#### Record set:
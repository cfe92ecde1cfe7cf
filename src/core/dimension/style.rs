//=========================================================================
// Dimension Style
//=========================================================================
//
// Visual/physical policy for a layer or entity given its role.
//
// One policy serves both the tile world and dimension-aware entities, so
// a ghost enemy and a ghost platform always look and behave alike.
//
//   Active   → alpha 1.0, no tint, collidable, drawn on top
//   Inactive → ghost alpha, dimension tint, not collidable, drawn below
//
//=========================================================================

//=== Internal Dependencies ===============================================

use super::{Dimension, LayerRole};

//=== Tint ================================================================

/// Overlay color in 0xRRGGBB form.
#[derive(Debug, Clone, Copy, PartialEq, Eq, Hash)]
pub struct Tint(u32);

impl Tint {
    /// Builds a tint from a packed 0xRRGGBB value (upper byte ignored).
    #[inline]
    pub const fn from_rgb(rgb: u32) -> Self {
        Self(rgb & 0x00FF_FFFF)
    }

    #[inline]
    pub const fn rgb(self) -> u32 {
        self.0
    }

    /// Channels as `[r, g, b]`.
    pub const fn channels(self) -> [u8; 3] {
        [(self.0 >> 16) as u8, (self.0 >> 8) as u8, self.0 as u8]
    }
}

//=== LayerStyle ==========================================================

/// Resolved appearance and collidability for one role.
#[derive(Debug, Clone, Copy, PartialEq)]
pub struct LayerStyle {
    pub alpha: f32,
    pub tint: Option<Tint>,
    pub collidable: bool,
    pub depth: i32,
}

impl LayerStyle {
    /// Draw depth of the solid layer.
    pub const ACTIVE_DEPTH: i32 = 1;

    /// Draw depth of the ghost layer.
    pub const GHOST_DEPTH: i32 = 0;

    /// Style of anything that is fully real.
    pub const SOLID: Self = Self {
        alpha: 1.0,
        tint: None,
        collidable: true,
        depth: Self::ACTIVE_DEPTH,
    };
}

//=== DimensionPalette ====================================================

/// Ghost alpha and per-dimension ghost tints.
#[derive(Debug, Clone, Copy, PartialEq)]
pub struct DimensionPalette {
    pub ghost_alpha: f32,
    /// Warm tint shown while Lumina is the ghost.
    pub lumina_ghost_tint: Tint,
    /// Cool tint shown while Umbra is the ghost.
    pub umbra_ghost_tint: Tint,
}

impl DimensionPalette {
    /// Tint identifying `dimension` when it is not the solid one.
    pub fn ghost_tint(&self, dimension: Dimension) -> Tint {
        match dimension {
            Dimension::Lumina => self.lumina_ghost_tint,
            Dimension::Umbra => self.umbra_ghost_tint,
        }
    }

    /// Style for something belonging to `dimension` in the given role.
    pub fn style(&self, dimension: Dimension, role: LayerRole) -> LayerStyle {
        match role {
            LayerRole::Active => LayerStyle::SOLID,
            LayerRole::Inactive => LayerStyle {
                alpha: self.ghost_alpha,
                tint: Some(self.ghost_tint(dimension)),
                collidable: false,
                depth: LayerStyle::GHOST_DEPTH,
            },
        }
    }
}

impl Default for DimensionPalette {
    fn default() -> Self {
        Self {
            ghost_alpha: 0.2,
            lumina_ghost_tint: Tint::from_rgb(0xFF_B3_47),
            umbra_ghost_tint: Tint::from_rgb(0x4A_6F_FF),
        }
    }
}

//=========================================================================
// Unit Tests
//=========================================================================

#[cfg(test)]
mod tests {
    use super::*;

    #[test]
    fn tint_masks_alpha_byte() {
        assert_eq!(Tint::from_rgb(0xAA11_2233).rgb(), 0x11_2233);
        assert_eq!(Tint::from_rgb(0x11_2233).channels(), [0x11, 0x22, 0x33]);
    }

    #[test]
    fn active_style_is_solid() {
        let palette = DimensionPalette::default();
        for dimension in Dimension::ALL {
            assert_eq!(palette.style(dimension, LayerRole::Active), LayerStyle::SOLID);
        }
    }

    #[test]
    fn ghost_style_is_translucent_tinted_and_passable() {
        let palette = DimensionPalette::default();
        let ghost = palette.style(Dimension::Umbra, LayerRole::Inactive);
        assert_eq!(ghost.alpha, 0.2);
        assert_eq!(ghost.tint, Some(palette.umbra_ghost_tint));
        assert!(!ghost.collidable);
        assert!(ghost.depth < LayerStyle::SOLID.depth);
    }

    #[test]
    fn ghost_tints_differ_per_dimension() {
        let palette = DimensionPalette::default();
        assert_ne!(
            palette.ghost_tint(Dimension::Lumina),
            palette.ghost_tint(Dimension::Umbra)
        );
    }
}
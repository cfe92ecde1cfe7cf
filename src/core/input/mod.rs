//=========================================================================
// Input System
//=========================================================================
//
// Turns the raw input batches received during a tick into an
// `ActionFrame`.
//
// Responsibilities:
// - Aggregate and process batches of raw input events
// - Keep held state across ticks and edge state for one tick
// - Resolve bindings into game actions
//
// Notes:
// This system is owned and updated by the CoreSystemsOrchestrator.
//
//=========================================================================

//=== Module Declarations =================================================

mod action;
mod action_mapper;
mod event;
mod state_tracker;

//=== Public API ==========================================================

pub use action::{ActionFrame, GameAction};
pub use action_mapper::ActionMapper;
pub use event::{InputEvent, KeyCode, MouseButton};
pub use state_tracker::StateTracker;

//=== External Dependencies ===============================================

use log::trace;

//=== InputSystem =========================================================

#[derive(Debug)]
pub struct InputSystem {
    tracker: StateTracker,
    mapper: ActionMapper,
}

impl InputSystem {
    //--- Construction -----------------------------------------------------

    pub fn new(mapper: ActionMapper) -> Self {
        Self {
            tracker: StateTracker::new(),
            mapper,
        }
    }

    //--- process_frame() --------------------------------------------------
    //
    // Consumes all input batches received during the current tick, in
    // arrival order, and returns the resulting actions.
    //
    pub fn process_frame(&mut self, batches: &[Vec<InputEvent>]) -> ActionFrame {
        self.tracker.clear();
        for batch in batches {
            self.tracker.process_events(batch);
        }

        let frame = self.mapper.map_frame(&self.tracker);
        if !frame.is_idle() {
            trace!("Input frame: {:?}", frame);
        }
        frame
    }

    //--- Accessors --------------------------------------------------------

    pub fn tracker(&self) -> &StateTracker {
        &self.tracker
    }

    pub fn mapper_mut(&mut self) -> &mut ActionMapper {
        &mut self.mapper
    }
}

impl Default for InputSystem {
    fn default() -> Self {
        Self::new(ActionMapper::with_defaults())
    }
}

//=========================================================================
// Unit Tests
//=========================================================================
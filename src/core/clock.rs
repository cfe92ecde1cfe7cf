//=========================================================================
// Clock
//=========================================================================
//
// Monotonic time source for the logic thread.
//
// Gameplay code never reads wall time directly. It receives `Timestamp`
// values, so every timing rule (the transition lock in particular) is a
// pure comparison that tests can drive with hand-picked instants.
//
//=========================================================================

//=== External Dependencies ===============================================

use std::fmt;
use std::ops::Add;
use std::time::{Duration, Instant};

//=== Timestamp ===========================================================

/// Milliseconds elapsed since the owning clock started.
#[derive(Debug, Clone, Copy, PartialEq, Eq, PartialOrd, Ord, Hash, Default)]
pub struct Timestamp(u64);

impl Timestamp {
    /// The clock origin.
    pub const ZERO: Self = Self(0);

    /// Creates a timestamp from a millisecond count.
    #[inline]
    pub const fn from_millis(millis: u64) -> Self {
        Self(millis)
    }

    /// Returns the millisecond count.
    #[inline]
    pub const fn as_millis(self) -> u64 {
        self.0
    }

    /// Milliseconds from `earlier` to `self`, zero if `earlier` is later.
    #[inline]
    pub fn saturating_since(self, earlier: Self) -> u64 {
        self.0.saturating_sub(earlier.0)
    }
}

impl Add<Duration> for Timestamp {
    type Output = Self;

    fn add(self, rhs: Duration) -> Self {
        let millis = u64::try_from(rhs.as_millis()).unwrap_or(u64::MAX);
        Self(self.0.saturating_add(millis))
    }
}

impl fmt::Display for Timestamp {
    fn fmt(&self, f: &mut fmt::Formatter<'_>) -> fmt::Result {
        write!(f, "t={}ms", self.0)
    }
}

//=== MonotonicClock ======================================================

/// Wall-clock backed time source, anchored at construction.
pub struct MonotonicClock {
    origin: Instant,
}

impl MonotonicClock {
    pub fn new() -> Self {
        Self { origin: Instant::now() }
    }

    /// Current time relative to the clock origin.
    pub fn now(&self) -> Timestamp {
        let millis = u64::try_from(self.origin.elapsed().as_millis()).unwrap_or(u64::MAX);
        Timestamp(millis)
    }
}

impl Default for MonotonicClock {
    fn default() -> Self {
        Self::new()
    }
}

//=========================================================================
// Unit Tests
//=========================================================================
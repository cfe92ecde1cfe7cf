//=========================================================================
// Collision Coordinator
//=========================================================================
//
// Keeps the player and enemy colliders bound to exactly one tile layer:
// the active one. Rebinding happens on each transition notification,
// which the state machine only sends after the layers were restyled, so
// the bound layer is never stale.
//
//=========================================================================

//=== External Dependencies ===============================================

use log::debug;

//=== Internal Dependencies ===============================================

use crate::core::dimension::{Dimension, Transition, TransitionObserver};
use crate::core::entity::{EntityId, EntityRoster, Player};
use crate::core::world::TileWorld;

//=== CollisionCoordinator ================================================

#[derive(Debug, Clone, PartialEq, Eq)]
pub struct CollisionCoordinator {
    bound_layer: Dimension,
    rebinds: u64,
}

impl CollisionCoordinator {
    /// Binds all colliders to `active`. Used at level load, where no
    /// transition is emitted.
    pub fn bound_to(active: Dimension) -> Self {
        debug!("Colliders bound to {} layer", active);
        Self {
            bound_layer: active,
            rebinds: 0,
        }
    }

    /// The only layer bodies collide with.
    pub fn bound_layer(&self) -> Dimension {
        self.bound_layer
    }

    /// Number of rebinds since load.
    pub fn rebinds(&self) -> u64 {
        self.rebinds
    }

    /// First enabled enemy overlapping the player, if any.
    ///
    /// Ghosted enemies have their body disabled and are skipped.
    pub fn player_contact(&self, player: &Player, roster: &EntityRoster) -> Option<EntityId> {
        let player_box = player.body().aabb();

        roster
            .iter()
            .filter(|enemy| enemy.body().enabled)
            .find(|enemy| enemy.body().aabb().intersects(&player_box))
            .map(|enemy| enemy.id())
    }
}

impl TransitionObserver for CollisionCoordinator {
    fn on_transition(&mut self, transition: &Transition, world: &TileWorld) {
        debug_assert!(world
            .layer(transition.active)
            .occupied()
            .all(|(_, cell)| cell.collides));

        self.bound_layer = transition.active;
        self.rebinds += 1;
        debug!(
            "Colliders rebound to {} layer (rebind #{})",
            transition.active, self.rebinds
        );
    }
}

//=========================================================================
// Unit Tests
//=========================================================================
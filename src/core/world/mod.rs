//=========================================================================
// Tile World
//=========================================================================
//
// Architecture:
//   TileWorld
//     ├─ lumina: TileLayer
//     └─ umbra:  TileLayer
//
// Layers are created once per level load and restyled only through the
// dimension state machine.
//
//=========================================================================

//=== Module Declarations =================================================

mod tile_layer;
mod tile_world;

//=== Public API ==========================================================

pub use tile_layer::{TileCell, TileLayer, TilePos};
pub use tile_world::TileWorld;
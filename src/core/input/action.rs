//=========================================================================
// Game Actions
//=========================================================================
//
// High-level commands the game reacts to, and the per-tick snapshot of
// which of them are held or were just pressed.
//
//=========================================================================

//=== External Dependencies ===============================================

use std::collections::HashSet;

//=== GameAction ==========================================================

#[derive(Debug, Clone, Copy, PartialEq, Eq, Hash)]
pub enum GameAction {
    MoveLeft,
    MoveRight,
    Jump,
    /// Toggle the active dimension.
    Shift,
    /// Reload the current level.
    Restart,
}

impl GameAction {
    pub const ALL: [Self; 5] = [
        Self::MoveLeft,
        Self::MoveRight,
        Self::Jump,
        Self::Shift,
        Self::Restart,
    ];
}

//=== ActionFrame =========================================================

/// Actions for one tick.
///
/// `pressed` holds edges only: an action bound to a key that stays down
/// shows up in `pressed` for a single frame.
#[derive(Debug, Clone, Default, PartialEq, Eq)]
pub struct ActionFrame {
    held: HashSet<GameAction>,
    pressed: HashSet<GameAction>,
}

impl ActionFrame {
    pub fn new(held: HashSet<GameAction>, pressed: HashSet<GameAction>) -> Self {
        Self { held, pressed }
    }

    /// Frame in which `actions` were just pressed (and are therefore held).
    pub fn pressing(actions: &[GameAction]) -> Self {
        let set: HashSet<_> = actions.iter().copied().collect();
        Self::new(set.clone(), set)
    }

    /// Frame in which `actions` are held without a new press.
    pub fn holding(actions: &[GameAction]) -> Self {
        Self::new(actions.iter().copied().collect(), HashSet::new())
    }

    pub fn held(&self, action: GameAction) -> bool {
        self.held.contains(&action)
    }

    pub fn pressed(&self, action: GameAction) -> bool {
        self.pressed.contains(&action)
    }

    /// -1.0, 0.0 or 1.0 from the two movement actions.
    pub fn horizontal(&self) -> f32 {
        let mut axis = 0.0;
        if self.held(GameAction::MoveLeft) {
            axis -= 1.0;
        }
        if self.held(GameAction::MoveRight) {
            axis += 1.0;
        }
        axis
    }

    /// A shift request is the press edge of the shift action.
    pub fn shift_requested(&self) -> bool {
        self.pressed(GameAction::Shift)
    }

    pub fn is_idle(&self) -> bool {
        self.held.is_empty() && self.pressed.is_empty()
    }
}

//=========================================================================
// Unit Tests
//=========================================================================

#[cfg(test)]
mod tests {
    use super::*;

    #[test]
    fn opposite_directions_cancel() {
        let frame = ActionFrame::holding(&[GameAction::MoveLeft, GameAction::MoveRight]);
        assert_eq!(frame.horizontal(), 0.0);

        let frame = ActionFrame::holding(&[GameAction::MoveLeft]);
        assert_eq!(frame.horizontal(), -1.0);
    }

    #[test]
    fn holding_shift_is_not_a_request() {
        assert!(!ActionFrame::holding(&[GameAction::Shift]).shift_requested());
        assert!(ActionFrame::pressing(&[GameAction::Shift]).shift_requested());
    }

    #[test]
    fn default_frame_is_idle() {
        assert!(ActionFrame::default().is_idle());
        assert!(!ActionFrame::holding(&[GameAction::Jump]).is_idle());
    }
}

#### Task requirements:
Each line of the listing above that includes the word "into" should be copied.

#### Exercise response:
// Turns the raw input batches received during a tick into an
// - Resolve bindings into game actions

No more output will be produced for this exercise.